Brain and language makes for both a particularly important and difficult topic in neuroscience. Modern empirical work has demonstrated that language is integrated with, and in constant interplay with, an incredibly broad range of neural processes.
INTRODUCTION:
Languages exquisitely structured, complex, and diverse are a distinctively human gift, at the very heart of what it means to be human. As such, language makes for both a particularly important and difficult topic in neuroscience. A dominant early approach to the study of language was to treat it as a separate module or organ within the brain. However, much modern empirical work has demonstrated that language is integrated with, and in constant interplay with, an incredibly broad range of neural processes.
Neuroimaging, and developmental studies of language in the aging brain focusing on converging evidence regarding the highly interactive relationship between linguistic functions and other cognitive functions. A clear and comprehensive model explaining the functional neuroanatomy of language in the neurologically intact brain is still a work in progress.

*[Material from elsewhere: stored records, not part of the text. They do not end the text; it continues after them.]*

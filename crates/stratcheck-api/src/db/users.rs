//! User lookup and password comparison.
//!
//! Password hashes are bcrypt digests in `users.password_hash`. The
//! comparison runs inside Postgres through `pgcrypto`'s `crypt()`, so no
//! hashing code lives in this process.

use async_trait::async_trait;
use sqlx::PgPool;
use stratcheck_core::{Account, PrincipalId, StoreError, UserDirectory};

use super::backend;

/// [`UserDirectory`] over the `users` table.
#[derive(Debug, Clone)]
pub struct PgUserDirectory {
    pool: PgPool,
}

impl PgUserDirectory {
    pub fn new(pool: PgPool) -> Self {
        Self { pool }
    }
}

#[derive(sqlx::FromRow)]
pub(crate) struct AccountRow {
    pub id: i64,
    pub email: String,
    pub activated: bool,
    pub permissions: Vec<String>,
}

impl AccountRow {
    pub(crate) fn into_account(self) -> Account {
        Account {
            id: self.id,
            email: self.email,
            activated: self.activated,
            permissions: self.permissions.into_iter().collect(),
        }
    }
}

#[async_trait]
impl UserDirectory for PgUserDirectory {
    async fn find_by_email(&self, email: &str) -> Result<Option<Account>, StoreError> {
        let row = sqlx::query_as::<_, AccountRow>(
            "SELECT users.id, users.email::text AS email, users.activated,
                    COALESCE(array_agg(permissions.code) FILTER (WHERE permissions.code IS NOT NULL),
                             '{}') AS permissions
             FROM users
             LEFT JOIN users_permissions ON users_permissions.user_id = users.id
             LEFT JOIN permissions ON permissions.id = users_permissions.permission_id
             WHERE users.email = $1::citext
             GROUP BY users.id",
        )
        .bind(email)
        .fetch_optional(&self.pool)
        .await
        .map_err(backend)?;
        Ok(row.map(AccountRow::into_account))
    }

    async fn password_matches(&self, id: PrincipalId, plaintext: &str) -> Result<bool, StoreError> {
        let matched = sqlx::query_scalar::<_, bool>(
            "SELECT password_hash = crypt($2, password_hash) FROM users WHERE id = $1",
        )
        .bind(id)
        .bind(plaintext)
        .fetch_optional(&self.pool)
        .await
        .map_err(backend)?;
        Ok(matched.unwrap_or(false))
    }
}
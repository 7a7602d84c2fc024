//! # Per-Client Rate Limiting
//!
//! Token bucket per client key. Each bucket holds up to `capacity` tokens
//! and refills continuously at `refill_per_sec`. An admission check refills
//! the bucket for the elapsed time and takes one token if a whole token is
//! available. A rejected check consumes nothing.
//!
//! Buckets live in a `DashMap`. Admission goes through `entry()`, which holds
//! the shard write lock for the whole refill-and-take step, and the idle
//! sweep goes through `retain()`, which takes the same shard locks. Checks
//! and evictions for one key are therefore serialized; different keys on
//! different shards never contend.
//!
//! The sweep is a tokio task owned by the limiter. [`RateLimiter::start`]
//! spawns it and [`RateLimiter::stop`] cancels and joins it.

use std::fmt;
use std::net::IpAddr;
use std::sync::{Arc, Weak};
use std::time::Duration;

use dashmap::DashMap;
use parking_lot::Mutex;
use thiserror::Error;
use tokio::task::JoinHandle;
use tokio::time::{Instant, MissedTickBehavior};
use tokio_util::sync::CancellationToken;

use crate::error::GateError;

// ── Configuration ───────────────────────────────────────────────────

/// Limiter settings.
#[derive(Debug, Clone, Copy, PartialEq)]
pub struct RateLimitConfig {
    /// When false every check is admitted and no sweep runs.
    pub enabled: bool,
    /// Maximum tokens a bucket holds (burst size).
    pub capacity: u32,
    /// Tokens added per second.
    pub refill_per_sec: f64,
    /// How often idle buckets are swept.
    pub sweep_interval: Duration,
    /// A bucket unseen for longer than this is evicted by the sweep.
    pub idle_threshold: Duration,
}

impl Default for RateLimitConfig {
    fn default() -> Self {
        Self {
            enabled: true,
            capacity: 4,
            refill_per_sec: 2.0,
            sweep_interval: Duration::from_secs(60),
            idle_threshold: Duration::from_secs(180),
        }
    }
}

/// Rejected limiter settings.
#[derive(Error, Debug, Clone, PartialEq)]
pub enum RateLimitConfigError {
    /// A bucket must hold at least one token.
    #[error("limiter capacity must be at least 1")]
    ZeroCapacity,

    /// The refill rate must be positive and finite.
    #[error("limiter refill rate must be a positive finite number, got {0}")]
    InvalidRate(f64),

    /// The sweep needs a period.
    #[error("limiter sweep interval must be non-zero")]
    ZeroSweepInterval,

    /// Evicting a bucket before it could refill one token would reset a
    /// throttled client to a full bucket.
    #[error("limiter idle threshold {idle:?} must exceed one refill cycle ({cycle:?})")]
    IdleTooShort {
        /// Configured idle threshold.
        idle: Duration,
        /// Time to refill one token.
        cycle: Duration,
    },
}

impl RateLimitConfig {
    /// Time to refill a single token.
    pub fn refill_cycle(&self) -> Duration {
        Duration::from_secs_f64(1.0 / self.refill_per_sec)
    }

    /// Check the settings. A disabled limiter is always valid.
    pub fn validate(&self) -> Result<(), RateLimitConfigError> {
        if !self.enabled {
            return Ok(());
        }
        if self.capacity == 0 {
            return Err(RateLimitConfigError::ZeroCapacity);
        }
        if !(self.refill_per_sec.is_finite() && self.refill_per_sec > 0.0) {
            return Err(RateLimitConfigError::InvalidRate(self.refill_per_sec));
        }
        if self.sweep_interval.is_zero() {
            return Err(RateLimitConfigError::ZeroSweepInterval);
        }
        let cycle = self.refill_cycle();
        if self.idle_threshold <= cycle {
            return Err(RateLimitConfigError::IdleTooShort {
                idle: self.idle_threshold,
                cycle,
            });
        }
        Ok(())
    }
}

// ── Buckets ─────────────────────────────────────────────────────────

/// Identity a bucket is keyed on, derived from the connection.
#[derive(Debug, Clone, PartialEq, Eq, Hash)]
pub struct ClientKey(String);

impl ClientKey {
    /// Key from an arbitrary identifier.
    pub fn new(key: impl Into<String>) -> Self {
        Self(key.into())
    }
}

impl From<IpAddr> for ClientKey {
    fn from(ip: IpAddr) -> Self {
        Self(ip.to_string())
    }
}

impl fmt::Display for ClientKey {
    fn fmt(&self, f: &mut fmt::Formatter<'_>) -> fmt::Result {
        f.write_str(&self.0)
    }
}

/// One client's token bucket.
#[derive(Debug, Clone, Copy, PartialEq)]
pub struct ClientBucket {
    tokens: f64,
    last_refill: Instant,
    last_seen: Instant,
}

impl ClientBucket {
    fn full(capacity: f64, now: Instant) -> Self {
        Self {
            tokens: capacity,
            last_refill: now,
            last_seen: now,
        }
    }

    /// Tokens currently held, as of the last refill.
    pub fn tokens(&self) -> f64 {
        self.tokens
    }

    /// Instant of the last admission check for this client.
    pub fn last_seen(&self) -> Instant {
        self.last_seen
    }

    /// Refill for the time elapsed since the last refill, then take one
    /// token if available. On rejection returns the wait until one whole
    /// token will be available.
    fn admit(&mut self, capacity: f64, rate: f64, now: Instant) -> Result<(), Duration> {
        let elapsed = now.saturating_duration_since(self.last_refill).as_secs_f64();
        self.tokens = (self.tokens + elapsed * rate).min(capacity);
        self.last_refill = self.last_refill.max(now);
        self.last_seen = self.last_seen.max(now);
        if self.tokens >= 1.0 {
            self.tokens -= 1.0;
            Ok(())
        } else {
            Err(Duration::from_secs_f64((1.0 - self.tokens) / rate))
        }
    }
}

// ── Limiter ─────────────────────────────────────────────────────────

struct Sweeper {
    cancel: CancellationToken,
    handle: JoinHandle<()>,
}

struct Shared {
    config: RateLimitConfig,
    buckets: DashMap<ClientKey, ClientBucket>,
    sweeper: Mutex<Option<Sweeper>>,
}

impl Shared {
    fn sweep(&self, now: Instant) -> usize {
        let idle = self.config.idle_threshold;
        let mut evicted = 0;
        self.buckets.retain(|_, bucket| {
            let keep = now.saturating_duration_since(bucket.last_seen) <= idle;
            if !keep {
                evicted += 1;
            }
            keep
        });
        evicted
    }
}

/// Per-client admission control. Clones share the same buckets.
#[derive(Clone)]
pub struct RateLimiter {
    inner: Arc<Shared>,
}

impl fmt::Debug for RateLimiter {
    fn fmt(&self, f: &mut fmt::Formatter<'_>) -> fmt::Result {
        f.debug_struct("RateLimiter")
            .field("config", &self.inner.config)
            .field("buckets", &self.inner.buckets.len())
            .field("sweeping", &self.is_sweeping())
            .finish()
    }
}

impl RateLimiter {
    /// Build a limiter. The sweep is not running until [`start`](Self::start).
    pub fn new(config: RateLimitConfig) -> Self {
        Self {
            inner: Arc::new(Shared {
                config,
                buckets: DashMap::new(),
                sweeper: Mutex::new(None),
            }),
        }
    }

    /// Active settings.
    pub fn config(&self) -> &RateLimitConfig {
        &self.inner.config
    }

    /// Admission check for `key` at the current instant.
    pub fn check(&self, key: &ClientKey) -> Result<(), GateError> {
        self.check_at(key, Instant::now())
    }

    /// Admission check for `key` at `now`.
    pub fn check_at(&self, key: &ClientKey, now: Instant) -> Result<(), GateError> {
        let config = &self.inner.config;
        if !config.enabled {
            return Ok(());
        }
        let capacity = f64::from(config.capacity);
        let mut bucket = self
            .inner
            .buckets
            .entry(key.clone())
            .or_insert_with(|| ClientBucket::full(capacity, now));
        bucket
            .admit(capacity, config.refill_per_sec, now)
            .map_err(|retry_after| GateError::RateLimited { retry_after })
    }

    /// Evict every bucket idle for longer than the threshold as of `now`.
    /// Returns the number evicted.
    pub fn sweep_at(&self, now: Instant) -> usize {
        self.inner.sweep(now)
    }

    /// Snapshot of one client's bucket.
    pub fn bucket(&self, key: &ClientKey) -> Option<ClientBucket> {
        self.inner.buckets.get(key).map(|b| *b)
    }

    /// Number of live buckets.
    pub fn len(&self) -> usize {
        self.inner.buckets.len()
    }

    /// Whether no bucket is live.
    pub fn is_empty(&self) -> bool {
        self.inner.buckets.is_empty()
    }

    /// Whether the sweep task is running.
    pub fn is_sweeping(&self) -> bool {
        self.inner.sweeper.lock().is_some()
    }

    /// Spawn the idle sweep on the current tokio runtime.
    ///
    /// Returns `false` without spawning when the limiter is disabled or the
    /// sweep is already running. The task holds only a weak reference, so
    /// dropping every clone of the limiter also ends it.
    pub fn start(&self) -> bool {
        let config = self.inner.config;
        if !config.enabled {
            return false;
        }
        let mut slot = self.inner.sweeper.lock();
        if slot.is_some() {
            return false;
        }

        let cancel = CancellationToken::new();
        let stop = cancel.clone();
        let shared: Weak<Shared> = Arc::downgrade(&self.inner);
        let handle = tokio::spawn(async move {
            let period = config.sweep_interval;
            let mut ticker = tokio::time::interval_at(Instant::now() + period, period);
            ticker.set_missed_tick_behavior(MissedTickBehavior::Delay);
            loop {
                tokio::select! {
                    _ = stop.cancelled() => break,
                    _ = ticker.tick() => {
                        let Some(shared) = shared.upgrade() else { break };
                        let evicted = shared.sweep(Instant::now());
                        if evicted > 0 {
                            tracing::debug!(evicted, remaining = shared.buckets.len(), "swept idle rate limit buckets");
                        }
                    }
                }
            }
        });

        *slot = Some(Sweeper { cancel, handle });
        tracing::info!(
            capacity = config.capacity,
            refill_per_sec = config.refill_per_sec,
            sweep_interval = ?config.sweep_interval,
            idle_threshold = ?config.idle_threshold,
            "rate limiter sweep started"
        );
        true
    }

    /// Cancel the sweep task and wait for it to exit.
    pub async fn stop(&self) {
        let sweeper = self.inner.sweeper.lock().take();
        if let Some(Sweeper { cancel, handle }) = sweeper {
            cancel.cancel();
            if let Err(err) = handle.await {
                tracing::error!(error = %err, "rate limiter sweep task ended abnormally");
            }
            tracing::info!("rate limiter sweep stopped");
        }
    }
}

The newest attempts to propose such models represent a consistent shift towards accounts with increasing empirical and conceptual resolution that aim to capture the dynamic nature of the biological foundations of language. Better empirical resolution is now being accomplished through the enhanced level of detail with which temporal and spatial features of language-related brain activation patterns can be examined. Greater conceptual resolution involves the increasing level of specificity with which representations/operations underlying different language functions can be described.
Unlike other areas of neuroscience investigation (e.g., vision, motor action) that have relied heavily on invasive techniques with animal models, the study of language lacks any such model. Furthermore, in language, the relationship between the form of a signal and its meaning is largely arbitrary. For example, the sound of “blue” will likely have no relationship to the properties of light we experience as blue nor to the visual written form “blue,” will sound different across languages, and have no sound at all in signed languages. No equivalent of “blue” will even exist in many languages that might make fewer or more or different color distinctions. With respect to language, the meaning of a signal cannot be predicted from the physical properties of the signal available to the senses. Rather, the relationship is set by convention.
At the same time, language is a powerful engine of human intellect and creativity, allowing for endless recombination of words to generate an infinite number of new structures and ideas out of “old” elements. Language plays a central role in the human brain, from how we process colour to how we make moral judgments. It directs how we allocate visual attention, construe and remember events, categorize objects, encode smells and musical tones, stay oriented, reason about time, perform mental mathematics, make financial decisions, experience and express emotions, and on and on.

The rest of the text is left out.